1. Thomas Vasquez for New Yourk City School District 2. Thomas Vasquez for Glue Brand Design 3. Howalt Design Studio, Inc. for Work, Inc.
These are usually innocent little marks that are often simple silhouettes of innocuous objects. Inside the object, a name will be reversed out in a very legible font. These marks are often associated with hipper entities. The picture says what they do and the word says who they are. There's not much room for affectations-just a quick, painless, dose of honesty.
1. Thomas Vasquez for New York City School District 2. Thomas Vasquez for Glue Brand Design 3. Howalt Design Studio, Inc. for Work, Inc.
These can be extremely well-done or extremely overdone. A simple photo icon from a CD stuffed with royalty-free images is isolated on a white background, and the name of the company is run beneath it. The approach is decidedly more elegant when the visual is supported with a twist of phrase, or when the phrase is supplied with a somehow unexpected visual.

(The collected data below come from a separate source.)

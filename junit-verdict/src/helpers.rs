// Copyright (c) The nextest Contributors
// SPDX-License-Identifier: MIT OR Apache-2.0

/// Utilities for pluralizing words.
pub(crate) mod plural {
    /// Returns "testcase" if `count` is 1, otherwise "testcases".
    pub(crate) fn testcases_str(count: usize) -> &'static str {
        if count == 1 { "testcase" } else { "testcases" }
    }
}

/// Formats a multi-line block of text so that every line starts on a new,
/// indented line of its own.
pub(crate) fn indent_block(text: &str) -> String {
    const PREFIX: &str = "\n  ";
    let mut out = String::with_capacity(text.len() + PREFIX.len());
    for line in text.split('\n') {
        out.push_str(PREFIX);
        out.push_str(line);
    }
    out
}
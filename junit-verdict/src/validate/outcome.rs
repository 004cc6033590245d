// Copyright (c) The nextest Contributors
// SPDX-License-Identifier: MIT OR Apache-2.0

use junit_reader::RawOutcome;
use std::fmt;

/// The outcome of a testcase, as seen by the host test framework.
#[derive(Clone, Copy, Debug, PartialEq, Eq, Hash)]
pub enum Outcome {
    /// The testcase passed.
    Passed,

    /// The testcase was skipped.
    Skipped,

    /// An assertion in the testcase did not hold.
    Failed,

    /// The testcase could not complete, usually because of an unexpected exception.
    Blocked,

    /// The testcase exceeded its time limit.
    TimedOut,
}

impl Outcome {
    /// All outcomes, in the order they are summarized in.
    pub const ALL: [Outcome; 5] = [
        Outcome::Passed,
        Outcome::Skipped,
        Outcome::Failed,
        Outcome::Blocked,
        Outcome::TimedOut,
    ];

    /// Classifies a raw outcome from a report.
    ///
    /// Unrecognized outcomes are treated as blocked, so that they're investigated
    /// rather than silently passing. A failure or error whose `outcome_type`
    /// contains `Timeout` is a timeout, whether the framework reported it as an
    /// error or as an assertion failure.
    pub fn classify(raw: &RawOutcome, outcome_type: Option<&str>) -> Self {
        let outcome = match raw {
            RawOutcome::Passed => Outcome::Passed,
            RawOutcome::Failure => Outcome::Failed,
            RawOutcome::Error => Outcome::Blocked,
            RawOutcome::Skipped => Outcome::Skipped,
            RawOutcome::Other(_) => Outcome::Blocked,
        };

        match outcome {
            Outcome::Blocked | Outcome::Failed
                if outcome_type.is_some_and(|ty| ty.contains("Timeout")) =>
            {
                Outcome::TimedOut
            }
            other => other,
        }
    }

    /// Returns the name of this outcome as shown to users.
    pub fn as_str(self) -> &'static str {
        match self {
            Outcome::Passed => "PASSED",
            Outcome::Skipped => "SKIPPED",
            Outcome::Failed => "FAILED",
            Outcome::Blocked => "BLOCKED",
            Outcome::TimedOut => "TIMED OUT",
        }
    }
}

impl fmt::Display for Outcome {
    fn fmt(&self, f: &mut fmt::Formatter<'_>) -> fmt::Result {
        f.write_str(self.as_str())
    }
}

/// The number of testcases with each outcome.
#[derive(Clone, Copy, Debug, Default, PartialEq, Eq)]
pub struct OutcomeCounts {
    /// The number of testcases that passed.
    pub passed: usize,

    /// The number of testcases that were skipped.
    pub skipped: usize,

    /// The number of testcases that failed.
    pub failed: usize,

    /// The number of testcases that were blocked.
    pub blocked: usize,

    /// The number of testcases that timed out.
    pub timed_out: usize,
}

impl OutcomeCounts {
    /// Records a testcase with the given outcome.
    pub fn add(&mut self, outcome: Outcome) {
        *self.get_mut(outcome) += 1;
    }

    /// Returns the number of testcases with the given outcome.
    pub fn get(&self, outcome: Outcome) -> usize {
        match outcome {
            Outcome::Passed => self.passed,
            Outcome::Skipped => self.skipped,
            Outcome::Failed => self.failed,
            Outcome::Blocked => self.blocked,
            Outcome::TimedOut => self.timed_out,
        }
    }

    /// Returns the total number of testcases.
    pub fn total(&self) -> usize {
        Outcome::ALL.iter().map(|&outcome| self.get(outcome)).sum()
    }

    /// Returns true if there is at least one testcase and every testcase was skipped.
    pub fn all_skipped(&self) -> bool {
        self.skipped > 0 && self.skipped == self.total()
    }

    fn get_mut(&mut self, outcome: Outcome) -> &mut usize {
        match outcome {
            Outcome::Passed => &mut self.passed,
            Outcome::Skipped => &mut self.skipped,
            Outcome::Failed => &mut self.failed,
            Outcome::Blocked => &mut self.blocked,
            Outcome::TimedOut => &mut self.timed_out,
        }
    }
}

impl fmt::Display for OutcomeCounts {
    /// Lists the non-zero counts, e.g. `3 PASSED, 1 TIMED OUT`.
    fn fmt(&self, f: &mut fmt::Formatter<'_>) -> fmt::Result {
        let mut first = true;
        for outcome in Outcome::ALL {
            let count = self.get(outcome);
            if count == 0 {
                continue;
            }
            if !first {
                f.write_str(", ")?;
            }
            write!(f, "{count} {outcome}")?;
            first = false;
        }
        Ok(())
    }
}
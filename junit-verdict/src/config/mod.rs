// Copyright (c) The nextest Contributors
// SPDX-License-Identifier: MIT OR Apache-2.0

//! Configuration profiles.
//!
//! Profiles are read from `.config/junit-verdict.toml`. Each custom profile
//! falls back to `[profile.default]` for any setting it doesn't define, and
//! `[profile.default]` falls back to the built-in defaults.

mod imp;

pub use imp::*;
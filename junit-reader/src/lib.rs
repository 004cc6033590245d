// Copyright (c) The nextest Contributors
// SPDX-License-Identifier: MIT OR Apache-2.0

#![warn(missing_docs)]

//! Read JUnit XML reports in Rust.
//!
//! Reports written by the JUnit 5 console launcher, by Ant's JUnit task and by
//! other JUnit 4 runners share a common shape but disagree on details: whether
//! captured output is recorded per testcase or per suite, which timezone the
//! `timestamp` attribute is in, and whether skipped tests count towards
//! `tests`. [`JunitXmlParser`] reads any of these dialects in a single forward
//! pass and returns a [`ParsedReport`].

mod errors;
mod parse;
mod report;

pub use errors::*;
pub use parse::*;
pub use report::*;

1. Sanna Design Group, Inc. for Orange E-graphic 2. Chermayeff & Geismar for Turning Stone Casino 3. Propart Graphics/Gabriel Kalach forOur Special Video
This is an effect that is one generation past the swoop. Instead of just making the short stroke, these marks loop in orderly patterns often above the company name. The curvilinear form is very reminiscent of the fun of a Spirograph, and perhaps these accurate but flowing forms suggest the feeling of accomplishment and satisfaction that two plastic gears, four pins, and a ballpoint pen can provide. It's a simple victory. Then again, the form may simply spring from osmosis, absorbed from the screensavers we all share our spaces with, especially iTunes visual space. Their ability to fill space with light and a fluid image is calculated and fresh.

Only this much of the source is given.